Terry Mattingly provide a useful thought experiment for journalists:
Let’s say that a bunch of retired journalists from the Los Angeles Times got together and, with a few converts who yearn for the good old journalism days in that great city, form a news organization that we will call, oh, the Society of St. Otis Chandler. This group rents itself some printing presses and, using a template of a vintage masthead of the Los Angeles Times in 1965 or so, start publishing a newspaper that they call — wait for it — the Los Angeles Times.
This makes some people confused, especially when the leaders of this new-old Los Angeles Times start making pronouncements that directly contradict those made by the leaders of the real Los Angeles Times.
Is everyone following this? Good. Hang on.
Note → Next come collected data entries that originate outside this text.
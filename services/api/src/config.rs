//! services/api/src/config.rs
//!
//! Defines the application's configuration structure and loading logic.
//!
//! All configuration is loaded from environment variables at startup. The `.env`
//! file is used for local development. Every external service is optional: a
//! missing key disables that feature instead of failing startup.

use std::net::SocketAddr;
use std::str::FromStr;
use std::time::Duration;
use tracing::Level;

/// Cookie signing secret used when `SECRET_KEY` is unset. Fine for local demos only.
pub const DEV_SECRET_KEY: &str = "auto-parts-finder-dev-secret";

/// A custom error type for configuration loading failures.
#[derive(Debug, thiserror::Error)]
pub enum ConfigError {
    #[error("Missing the environment variable {0}")]
    MissingVar(String),
    #[error("Invalid value for the environment variable {0}: {1}")]
    InvalidValue(String, String),
}

/// Holds all configuration loaded from the environment at startup.
#[derive(Clone, Debug)]
pub struct Config {
    pub bind_address: SocketAddr,
    pub log_level: Level,
    pub secret_key: String,
    pub session_lifetime_secs: i64,
    pub cookie_secure: bool,
    pub max_upload_bytes: usize,
    pub cors_origin: Option<String>,
    pub identity_api_key: Option<String>,
    pub identity_base_url: String,
    pub serpapi_key: Option<String>,
    pub serpapi_base_url: String,
    pub search_retry_backoff: Duration,
    pub openai_api_key: Option<String>,
    pub vision_model: String,
    pub vision_timeout: Duration,
    pub scraper_enabled: bool,
    pub http_timeout: Duration,
    pub cache_capacity: usize,
    pub cache_ttl: Duration,
}

impl Config {
    /// Loads configuration from environment variables.
    ///
    /// It will look for a `.env` file in the current directory for development,
    /// but this is skipped in test environments to ensure tests are hermetic.
    pub fn from_env() -> Result<Self, ConfigError> {
        if !cfg!(test) {
            dotenvy::dotenv().ok();
        }
        Self::from_lookup(|key| std::env::var(key).ok())
    }

    /// Builds the configuration from any key lookup, e.g. a map in tests.
    pub fn from_lookup<F>(lookup: F) -> Result<Self, ConfigError>
    where
        F: Fn(&str) -> Option<String>,
    {
        let var = |key: &str| lookup(key).filter(|v| !v.trim().is_empty());

        // --- Server and Session Settings ---
        let bind_address = parse_or(&var, "BIND_ADDRESS", "0.0.0.0:5000".parse().ok())?;

        let log_level_str = var("RUST_LOG").unwrap_or_else(|| "INFO".to_string());
        let log_level = log_level_str.parse::<Level>().map_err(|_| {
            ConfigError::InvalidValue(
                "RUST_LOG".to_string(),
                format!("'{}' is not a valid log level", log_level_str),
            )
        })?;

        let secret_key = var("SECRET_KEY").unwrap_or_else(|| DEV_SECRET_KEY.to_string());
        let session_lifetime_secs: i64 = parse_or(
            &var,
            "SESSION_LIFETIME_SECS",
            Some(parts_finder_core::auth::DEFAULT_SESSION_LIFETIME_SECS),
        )?;
        let cookie_secure = parse_bool(&var, "COOKIE_SECURE", false)?;
        let max_upload_bytes = parse_or(&var, "MAX_UPLOAD_BYTES", Some(16 * 1024 * 1024))?;
        let cors_origin = var("CORS_ORIGIN");

        // --- External Services (all optional) ---
        let identity_api_key = var("FIREBASE_WEB_API_KEY");
        let identity_base_url = var("IDENTITY_BASE_URL")
            .unwrap_or_else(|| "https://identitytoolkit.googleapis.com/v1".to_string());

        let serpapi_key = var("SERPAPI_KEY");
        let serpapi_base_url =
            var("SERPAPI_BASE_URL").unwrap_or_else(|| "https://serpapi.com/search".to_string());
        let search_retry_backoff =
            Duration::from_millis(parse_or(&var, "SEARCH_RETRY_BACKOFF_MS", Some(2000))?);

        let openai_api_key = var("OPENAI_API_KEY");
        let vision_model = var("VISION_MODEL").unwrap_or_else(|| "gpt-4o-mini".to_string());
        let vision_timeout = Duration::from_secs(parse_or(&var, "VISION_TIMEOUT_SECS", Some(30))?);

        let scraper_enabled = parse_bool(&var, "SCRAPER_ENABLED", false)?;

        // --- Outbound HTTP and Cache Settings ---
        let http_timeout = Duration::from_secs(parse_or(&var, "HTTP_TIMEOUT_SECS", Some(8))?);
        let cache_capacity = parse_or(&var, "CACHE_CAPACITY", Some(100))?;
        let cache_ttl = Duration::from_secs(parse_or(&var, "CACHE_TTL_SECS", Some(300))?);

        Ok(Self {
            bind_address,
            log_level,
            secret_key,
            session_lifetime_secs,
            cookie_secure,
            max_upload_bytes,
            cors_origin,
            identity_api_key,
            identity_base_url,
            serpapi_key,
            serpapi_base_url,
            search_retry_backoff,
            openai_api_key,
            vision_model,
            vision_timeout,
            scraper_enabled,
            http_timeout,
            cache_capacity,
            cache_ttl,
        })
    }

    pub fn uses_dev_secret(&self) -> bool {
        self.secret_key == DEV_SECRET_KEY
    }
}

fn parse_or<T, F>(var: &F, key: &str, default: Option<T>) -> Result<T, ConfigError>
where
    T: FromStr,
    T::Err: std::fmt::Display,
    F: Fn(&str) -> Option<String>,
{
    match var(key) {
        Some(raw) => raw
            .trim()
            .parse::<T>()
            .map_err(|e| ConfigError::InvalidValue(key.to_string(), e.to_string())),
        None => default.ok_or_else(|| ConfigError::MissingVar(key.to_string())),
    }
}

fn parse_bool<F>(var: &F, key: &str, default: bool) -> Result<bool, ConfigError>
where
    F: Fn(&str) -> Option<String>,
{
    match var(key).map(|v| v.trim().to_lowercase()) {
        None => Ok(default),
        Some(v) if matches!(v.as_str(), "1" | "true" | "yes" | "on") => Ok(true),
        Some(v) if matches!(v.as_str(), "0" | "false" | "no" | "off") => Ok(false),
        Some(v) => Err(ConfigError::InvalidValue(
            key.to_string(),
            format!("'{}' is not a boolean", v),
        )),
    }
}
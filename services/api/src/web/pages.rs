//! services/api/src/web/pages.rs
//!
//! The navigational routes (`/`, `/login`, `/search`) and the reference
//! endpoints. The service renders no HTML; these return JSON or redirects.

use axum::{
    extract::State,
    http::HeaderMap,
    response::{IntoResponse, Redirect, Response},
    Extension, Json,
};
use parts_finder_core::domain::Session;
use serde_json::{json, Value};
use std::sync::Arc;

use crate::web::middleware::session_from_headers;
use crate::web::rest::{HealthResponse, UserResponse, VehicleCatalogResponse};
use crate::web::state::AppState;

/// GET / - Service index
pub async fn index_handler(State(state): State<Arc<AppState>>, headers: HeaderMap) -> Json<Value> {
    let user = session_from_headers(&state, &headers)
        .await
        .map(|session| UserResponse::from(&session));

    Json(json!({
        "name": "Auto Parts Finder",
        "version": env!("CARGO_PKG_VERSION"),
        "logged_in": user.is_some(),
        "user": user,
        "endpoints": {
            "login": "POST /api/login",
            "logout": "GET /logout",
            "search_public": "POST /api/search-parts-public",
            "search": "POST /api/search-parts",
            "vehicles": "GET /api/vehicles",
            "health": "GET /health",
            "docs": "GET /swagger-ui",
        },
        "vehicles": VehicleCatalogResponse::build(),
    }))
}

/// GET /login - Logged-in users go straight to search
pub async fn login_page_handler(
    State(state): State<Arc<AppState>>,
    headers: HeaderMap,
) -> Response {
    if session_from_headers(&state, &headers).await.is_some() {
        return Redirect::to("/search").into_response();
    }

    let mut hint = json!({
        "message": "POST your email and password as JSON to /api/login",
        "login_endpoint": "/api/login",
    });
    if !state.remote_identity {
        hint["demo_account"] = json!({
            "email": crate::adapters::credentials::DEMO_EMAIL,
            "password": crate::adapters::credentials::DEMO_PASSWORD,
        });
    }
    Json(hint).into_response()
}

/// GET /search - The logged-in landing page
pub async fn search_page_handler(Extension(session): Extension<Session>) -> Json<Value> {
    Json(json!({
        "user": UserResponse::from(&session),
        "search_endpoint": "/api/search-parts",
        "form_fields": ["query", "vehicle_year", "vehicle_make", "vehicle_model", "image"],
    }))
}

/// GET /api/vehicles - Makes, models, years and common parts for the search form
#[utoipa::path(
    get,
    path = "/api/vehicles",
    responses(
        (status = 200, description = "Vehicle catalog", body = VehicleCatalogResponse)
    )
)]
pub async fn vehicles_handler() -> Json<VehicleCatalogResponse> {
    Json(VehicleCatalogResponse::build())
}

/// GET /health - Liveness and which optional features are configured
#[utoipa::path(
    get,
    path = "/health",
    responses(
        (status = 200, description = "Service is up", body = HealthResponse)
    )
)]
pub async fn health_handler(State(state): State<Arc<AppState>>) -> Json<HealthResponse> {
    Json(HealthResponse {
        status: "ok".to_string(),
        search_api: state.search.has_provider(),
        scraper: state.search.has_scraper(),
        vision: state.search.has_describer(),
        remote_identity: state.remote_identity,
    })
}
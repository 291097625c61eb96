//! services/api/src/adapters/scraper.rs
//!
//! This module contains the retailer scraper. It fetches a small fixed set of
//! retailer search pages, but only for allow-listed hosts whose robots.txt
//! permits the path. It implements the `RetailerScraper` port.

use async_trait::async_trait;
use dashmap::DashMap;
use futures::future::join_all;
use parts_finder_core::catalog::Retailer;
use parts_finder_core::domain::{format_price, Availability, PartType, Product, SearchSource};
use parts_finder_core::ports::{PortError, PortResult, RetailerScraper};
use regex::Regex;
use reqwest::{Client, StatusCode, Url};
use scraper::{ElementRef, Html, Selector};
use std::collections::HashSet;
use std::sync::{Arc, LazyLock};
use tracing::{debug, info, warn};

use crate::adapters::http::USER_AGENT;
use crate::adapters::robots::RobotsRules;

/// Results read from each retailer page.
pub const MAX_ITEMS_PER_PAGE: usize = 3;

/// Ordered selector fallbacks; for each field the first selector that matches wins.
const CONTAINER_SELECTORS: &[&str] = &[
    "[data-testid='product-card']",
    ".product-card",
    ".product-item",
    ".search-result",
    "article",
];
const TITLE_SELECTORS: &[&str] = &[
    "[data-testid='product-title']",
    ".product-title",
    ".product-name",
    "h2 a",
    "h3",
];
const PRICE_SELECTORS: &[&str] = &[
    "[data-testid='product-price']",
    ".product-price",
    ".price",
    "[class*='price']",
];
const LINK_SELECTORS: &[&str] = &[
    "a[data-testid='product-link']",
    "a.product-link",
    "h2 a",
    "h3 a",
    "a[href]",
];

static PRICE_RE: LazyLock<Option<Regex>> =
    LazyLock::new(|| {
        Regex::new(r"\$?\s*(\d{1,3}(?:,\d{3})*(?:\.\d{1,2})?|\d+(?:\.\d{1,2})?)").ok()
    });

/// One retailer search page the scraper may visit.
#[derive(Debug, Clone)]
pub struct ScrapeSite {
    pub retailer: Retailer,
    pub base_url: String,
}

impl ScrapeSite {
    /// The three retailers scraped in production, at their real addresses.
    pub fn defaults() -> Vec<ScrapeSite> {
        [Retailer::AutoZone, Retailer::AdvanceAutoParts, Retailer::OReilly]
            .into_iter()
            .map(|retailer| ScrapeSite {
                retailer,
                base_url: retailer.base_url().to_string(),
            })
            .collect()
    }

    fn search_url(&self, query: &str) -> PortResult<Url> {
        let raw = format!(
            "{}{}",
            self.base_url.trim_end_matches('/'),
            self.retailer.search_path(query)
        );
        Url::parse(&raw)
            .map_err(|e| PortError::Unexpected(format!("Bad retailer URL {}: {}", raw, e)))
    }
}

/// Compiled selector fallbacks for one field.
struct SelectorChain(Vec<Selector>);

impl SelectorChain {
    fn compile(sources: &[&str]) -> Self {
        Self(
            sources
                .iter()
                .filter_map(|s| match Selector::parse(s) {
                    Ok(sel) => Some(sel),
                    Err(e) => {
                        warn!("Skipping invalid selector {}: {}", s, e);
                        None
                    }
                })
                .collect(),
        )
    }

    fn first_match<'a>(&self, scope: ElementRef<'a>) -> Option<ElementRef<'a>> {
        self.0.iter().find_map(|sel| scope.select(sel).next())
    }
}

struct Selectors {
    container: Vec<Selector>,
    title: SelectorChain,
    price: SelectorChain,
    link: SelectorChain,
}

impl Selectors {
    fn compile() -> Self {
        Self {
            container: SelectorChain::compile(CONTAINER_SELECTORS).0,
            title: SelectorChain::compile(TITLE_SELECTORS),
            price: SelectorChain::compile(PRICE_SELECTORS),
            link: SelectorChain::compile(LINK_SELECTORS),
        }
    }
}

//=========================================================================================
// The Main Adapter Struct
//=========================================================================================

pub struct EthicalScraper {
    client: Client,
    sites: Vec<ScrapeSite>,
    allowed_hosts: HashSet<String>,
    robots: DashMap<String, Arc<RobotsRules>>,
    selectors: Selectors,
}

impl EthicalScraper {
    /// A scraper for `sites` that will only contact the known retailers' own
    /// domains, whatever base URLs the sites name.
    pub fn new(client: Client, sites: Vec<ScrapeSite>) -> Self {
        Self {
            client,
            sites,
            allowed_hosts: origin_keys(Retailer::ALL.iter().map(Retailer::base_url)),
            robots: DashMap::new(),
            selectors: Selectors::compile(),
        }
    }

    /// Replaces the host allow-list with the given origins (`scheme://host[:port]`).
    pub fn with_allowed_origins<I, S>(mut self, origins: I) -> Self
    where
        I: IntoIterator<Item = S>,
        S: AsRef<str>,
    {
        self.allowed_hosts = origin_keys(origins);
        self
    }

    fn is_allowed_host(&self, url: &Url) -> bool {
        host_key(url).is_some_and(|host| self.allowed_hosts.contains(&host))
    }

    /// robots.txt rules for the URL's host. Definitive answers are remembered per host.
    async fn robots_for(&self, url: &Url) -> Arc<RobotsRules> {
        let Some(host) = host_key(url) else {
            return Arc::new(RobotsRules::deny_all());
        };
        if let Some(rules) = self.robots.get(&host) {
            return rules.clone();
        }

        let fetched = self.fetch_robots(url).await;
        let rules = Arc::new(fetched.rules);
        if fetched.definitive {
            self.robots.insert(host, rules.clone());
        }
        rules
    }

    /// A missing robots.txt (4xx other than 401/403) allows everything. Server
    /// errors and network failures deny, and are retried on the next search.
    async fn fetch_robots(&self, url: &Url) -> FetchedRobots {
        let Ok(robots_url) = url.join("/robots.txt") else {
            return FetchedRobots::retry_later(RobotsRules::deny_all());
        };

        match self.client.get(robots_url.clone()).send().await {
            Ok(resp) if resp.status().is_success() => match resp.text().await {
                Ok(text) => FetchedRobots::cache(RobotsRules::parse(&text, USER_AGENT)),
                Err(e) => {
                    warn!("Could not read {}: {}", robots_url, e);
                    FetchedRobots::retry_later(RobotsRules::deny_all())
                }
            },
            Ok(resp)
                if resp.status() == StatusCode::UNAUTHORIZED
                    || resp.status() == StatusCode::FORBIDDEN =>
            {
                FetchedRobots::cache(RobotsRules::deny_all())
            }
            Ok(resp) if resp.status().is_server_error() => {
                warn!("{} returned {}, treating as disallowed", robots_url, resp.status());
                FetchedRobots::retry_later(RobotsRules::deny_all())
            }
            Ok(_) => FetchedRobots::cache(RobotsRules::allow_all()),
            Err(e) => {
                warn!("Could not fetch {}: {}", robots_url, e);
                FetchedRobots::retry_later(RobotsRules::deny_all())
            }
        }
    }

    async fn scrape_site(&self, site: &ScrapeSite, query: &str) -> PortResult<Vec<Product>> {
        let url = site.search_url(query)?;

        if !self.is_allowed_host(&url) {
            return Err(PortError::InvalidInput(format!("{} is not on the allow-list", url)));
        }

        let path_and_query = match url.query() {
            Some(q) => format!("{}?{}", url.path(), q),
            None => url.path().to_string(),
        };
        if !self.robots_for(&url).await.is_allowed(&path_and_query) {
            info!("robots.txt disallows {}", url);
            return Ok(Vec::new());
        }

        let response = self
            .client
            .get(url.clone())
            .send()
            .await
            .map_err(|e| PortError::Transient(format!("{} unreachable: {}", url, e)))?;
        if !response.status().is_success() {
            return Err(PortError::Transient(format!(
                "{} returned {}",
                url,
                response.status()
            )));
        }
        let body = response
            .text()
            .await
            .map_err(|e| PortError::Transient(format!("{} body unreadable: {}", url, e)))?;

        Ok(self.extract_products(&body, &url, site.retailer))
    }

    /// Reads up to `MAX_ITEMS_PER_PAGE` listings from a retailer page.
    fn extract_products(&self, html: &str, page_url: &Url, retailer: Retailer) -> Vec<Product> {
        let document = Html::parse_document(html);

        let containers: Vec<ElementRef> = self
            .selectors
            .container
            .iter()
            .map(|sel| document.select(sel).collect::<Vec<_>>())
            .find(|found| !found.is_empty())
            .unwrap_or_default();

        containers
            .into_iter()
            .take(MAX_ITEMS_PER_PAGE)
            .enumerate()
            .filter_map(|(i, card)| {
                let title = self
                    .selectors
                    .title
                    .first_match(card)
                    .map(element_text)
                    .filter(|t| !t.is_empty())?;
                let price = self
                    .selectors
                    .price
                    .first_match(card)
                    .and_then(|el| parse_price(&element_text(el)))?;
                let href = self
                    .selectors
                    .link
                    .first_match(card)
                    .and_then(|el| el.value().attr("href"))?;
                let link = page_url.join(href).ok()?;

                Some(Product {
                    product_id: format!(
                        "scraped_{}_{}",
                        retailer.name().to_lowercase().replace(|c: char| !c.is_alphanumeric(), ""),
                        i + 1
                    ),
                    part_type: PartType::from_title(&title),
                    title,
                    price,
                    price_display: format_price(price),
                    store: retailer.name().to_string(),
                    link: link.to_string(),
                    rating: None,
                    review_count: None,
                    availability: Availability::CheckStore,
                    origin: SearchSource::Scraped,
                })
            })
            .collect()
    }
}

#[async_trait]
impl RetailerScraper for EthicalScraper {
    async fn scrape(&self, query: &str) -> PortResult<Vec<Product>> {
        let pages = join_all(self.sites.iter().map(|site| self.scrape_site(site, query))).await;

        let mut products = Vec::new();
        for (site, page) in self.sites.iter().zip(pages) {
            match page {
                Ok(found) => {
                    debug!("{} yielded {} listings", site.retailer.name(), found.len());
                    products.extend(found);
                }
                Err(e) => warn!("Scraping {} failed: {:?}", site.retailer.name(), e),
            }
        }
        Ok(products)
    }
}

/// Outcome of one robots.txt fetch; only definitive answers are remembered.
struct FetchedRobots {
    rules: RobotsRules,
    definitive: bool,
}

impl FetchedRobots {
    fn cache(rules: RobotsRules) -> Self {
        Self {
            rules,
            definitive: true,
        }
    }

    fn retry_later(rules: RobotsRules) -> Self {
        Self {
            rules,
            definitive: false,
        }
    }
}

fn origin_keys<I, S>(origins: I) -> HashSet<String>
where
    I: IntoIterator<Item = S>,
    S: AsRef<str>,
{
    origins
        .into_iter()
        .filter_map(|origin| Url::parse(origin.as_ref()).ok())
        .filter_map(|url| host_key(&url))
        .collect()
}

/// `host:port` so that two local test servers are distinct hosts.
fn host_key(url: &Url) -> Option<String> {
    let host = url.host_str()?.to_lowercase();
    Some(match url.port_or_known_default() {
        Some(port) => format!("{}:{}", host, port),
        None => host,
    })
}

fn element_text(el: ElementRef) -> String {
    el.text().collect::<Vec<_>>().join(" ").split_whitespace().collect::<Vec<_>>().join(" ")
}

/// Pulls the first dollar amount out of display text like `Sale $1,249.99 ea`.
pub fn parse_price(text: &str) -> Option<f64> {
    let re = PRICE_RE.as_ref()?;
    let captured = re.captures(text)?.get(1)?.as_str().replace(',', "");
    captured.parse::<f64>().ok().filter(|p| *p > 0.0)
}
Now, the leaders of the actual Times clearly have the right — like it or not — to say who works for the real Times and who is aligned with this pretend Times. So how would these editors feel if major news operations kept writing stories about statements by the Society of St. Otis Chandler and calling its members Los Angeles Times journalists in good standing?
Now, unfortunately, there is one more complication. Suppose that some of these splinter Times people decide that the leadership of the Society of St. Otis Chandler have not gone far enough. Suppose that they start yet another group, one that claims that the leaders of the new-new Los Angeles Times are not only wrong on key issues, but that they are not even journalists in the first place.
Now, do you think mainstream journalists would go so far as to say that these people, the members of the splinter group that left the larger splinter Times, are, in fact, Los Angeles Times journalists?
I sort of doubt it.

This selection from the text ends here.